Description
Before the next century is out, Americans of African, Asian, and Latin American ancestry will outnumber those of European origin. In the Elmhurst-Corona neighborhood of Queens, New York City, the transition occurred during the 1970s, and the area's two-decade experience of multiracial diversity offers us an early look at the future of urban America. The result of more than a dozen years' work, this remarkable book immerses us in Elmhurst-Corona's social and political life from the 1960s through the 1990s.
First settled in 1652, Elmhurst-Corona by 1960 housed a mix of Germans, Irish, Italians, and other "white ethnics." In 1990 this population made up less than a fifth of its residents; Latin American and Asian immigrants and African Americans comprised the majority. The Future of Us All focuses on the combined impact of racial change, immigrant settlement, governmental decentralization, and assaults on local quality of life which stemmed from the city's 1975 fiscal crisis and the policies of its last three mayors.

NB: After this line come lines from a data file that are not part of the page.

//! Stat-table walking shared by the box score parsers.
//!
//! Basketball Reference labels every cell with a `data-stat` attribute and
//! keys its column layout off the last header row, so parsing is mostly a
//! matter of zipping header keys onto body cells and applying the site's
//! row conventions (reserves separator, did-not-play rows, totals rows).

use crate::normalize::{safe_float, safe_int};
use scraper::{ElementRef, Html, Selector};
use std::collections::HashMap;

/// One body row with cells labeled by the table's column keys, tagged with
/// whether it appeared before the reserves separator.
#[derive(Debug, Clone)]
pub struct TableRow {
    pub starter: bool,
    cells: HashMap<String, String>,
}

impl TableRow {
    /// Raw cell text for a column key, if the column exists.
    pub fn get(&self, key: &str) -> Option<&str> {
        self.cells.get(key).map(String::as_str)
    }

    /// Cell text with empty cells treated as absent.
    pub fn text(&self, key: &str) -> Option<String> {
        self.get(key)
            .map(str::trim)
            .filter(|s| !s.is_empty())
            .map(str::to_string)
    }

    pub fn int(&self, key: &str) -> Option<i32> {
        self.get(key).and_then(safe_int)
    }

    pub fn float(&self, key: &str) -> Option<f64> {
        self.get(key).and_then(safe_float)
    }
}

/// Find a table by its `id` attribute.
pub fn find_table<'a>(document: &'a Html, table_id: &str) -> Option<ElementRef<'a>> {
    let tables = Selector::parse("table").unwrap();
    document
        .select(&tables)
        .find(|table| table.value().attr("id") == Some(table_id))
}

/// Flattened text of a cell, trimmed.
pub(crate) fn cell_text(cell: ElementRef) -> String {
    cell.text().collect::<String>().trim().to_string()
}

/// Column keys from the last header row.
///
/// Two-row headers put the column-group labels first; only the final row
/// carries the machine-readable `data-stat` keys. Cells without the
/// attribute fall back to their visible text.
fn header_keys(table: ElementRef) -> Vec<String> {
    let header_rows = Selector::parse("thead tr").unwrap();
    let header_cell = Selector::parse("th").unwrap();
    let Some(last_row) = table.select(&header_rows).last() else {
        return Vec::new();
    };
    last_row
        .select(&header_cell)
        .map(|cell| {
            cell.value()
                .attr("data-stat")
                .map(str::to_string)
                .unwrap_or_else(|| cell_text(cell))
        })
        .collect()
}

/// Walk a player stat table's body into labeled rows.
///
/// A `class="thead"` row is the reserves separator: it is excluded from the
/// output and every row after it loses the starter tag. Rows carrying a
/// `reason` cell (did not play) and team-total rows are dropped. The
/// separator flag travels through the scan state rather than a captured
/// mutable.
pub fn parse_stat_table(document: &Html, table_id: &str) -> Vec<TableRow> {
    let Some(table) = find_table(document, table_id) else {
        return Vec::new();
    };
    let columns = header_keys(table);
    if columns.is_empty() {
        return Vec::new();
    }

    let body_rows = Selector::parse("tbody tr").unwrap();
    let cell_sel = Selector::parse("th, td").unwrap();

    table
        .select(&body_rows)
        .scan(false, |seen_reserves, tr| {
            if tr.value().classes().any(|class| class == "thead") {
                *seen_reserves = true;
                return Some(None);
            }
            Some(labeled_row(tr, &columns, &cell_sel, *seen_reserves))
        })
        .flatten()
        .filter(is_player_row)
        .collect()
}

fn labeled_row(
    tr: ElementRef,
    columns: &[String],
    cell_sel: &Selector,
    seen_reserves: bool,
) -> Option<TableRow> {
    let cells: Vec<ElementRef> = tr.select(cell_sel).collect();
    if cells.is_empty() {
        return None;
    }
    // Did-not-play rows collapse the stat columns into a single reason cell.
    if cells
        .iter()
        .any(|cell| cell.value().attr("data-stat") == Some("reason"))
    {
        return None;
    }

    let mut labeled = HashMap::new();
    for (key, cell) in columns.iter().zip(&cells) {
        labeled.insert(key.clone(), cell_text(*cell));
    }
    Some(TableRow {
        starter: !seen_reserves,
        cells: labeled,
    })
}

/// Team-total and summary rows share the table with player rows and are
/// recognized by their player-name text.
fn is_player_row(row: &TableRow) -> bool {
    match row.text("player") {
        Some(name) => {
            let lowered = name.to_lowercase();
            lowered != "team totals" && lowered != "totals"
        }
        None => false,
    }
}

The book examines the ways in which residents—in everyday interactions, block and tenant associations, houses of worship, small business coalitions, civic rituals, incidents of ethnic and racial hostility, and political struggles against overdevelopment, for more schools, and for youth programs—have forged and tested alliances across lines of race, ethnicity, and language.
From the telling local details of daily life to the larger economic and regional frameworks, this account of a neighborhood's transformation illuminates the issues that American communities will be grappling with in the coming decades.